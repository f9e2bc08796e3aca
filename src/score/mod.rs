//! High-score persistence
//!
//! The high score is a single integer stored as plain text. A missing or
//! unreadable file means "no high score yet". Last writer wins.

pub mod scoreboard;
pub mod store;

pub use scoreboard::Scoreboard;
pub use store::{FileHighScoreStore, HighScoreStore, MemoryHighScoreStore, ScoreError};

* About this task
Give all of the entries again, exactly.

* Response to this task
repository f9e2bc08796e3aca
filename src/score/mod.rs
//! High-score persistence
//!
//! The high score is a single integer stored as plain text. A missing or
//! unreadable file means "no high score yet". Last writer wins.

pub mod scoreboard;
pub mod store;

pub use scoreboard::Scoreboard;
pub use store::{FileHighScoreStore, HighScoreStore, MemoryHighScoreStore, ScoreError};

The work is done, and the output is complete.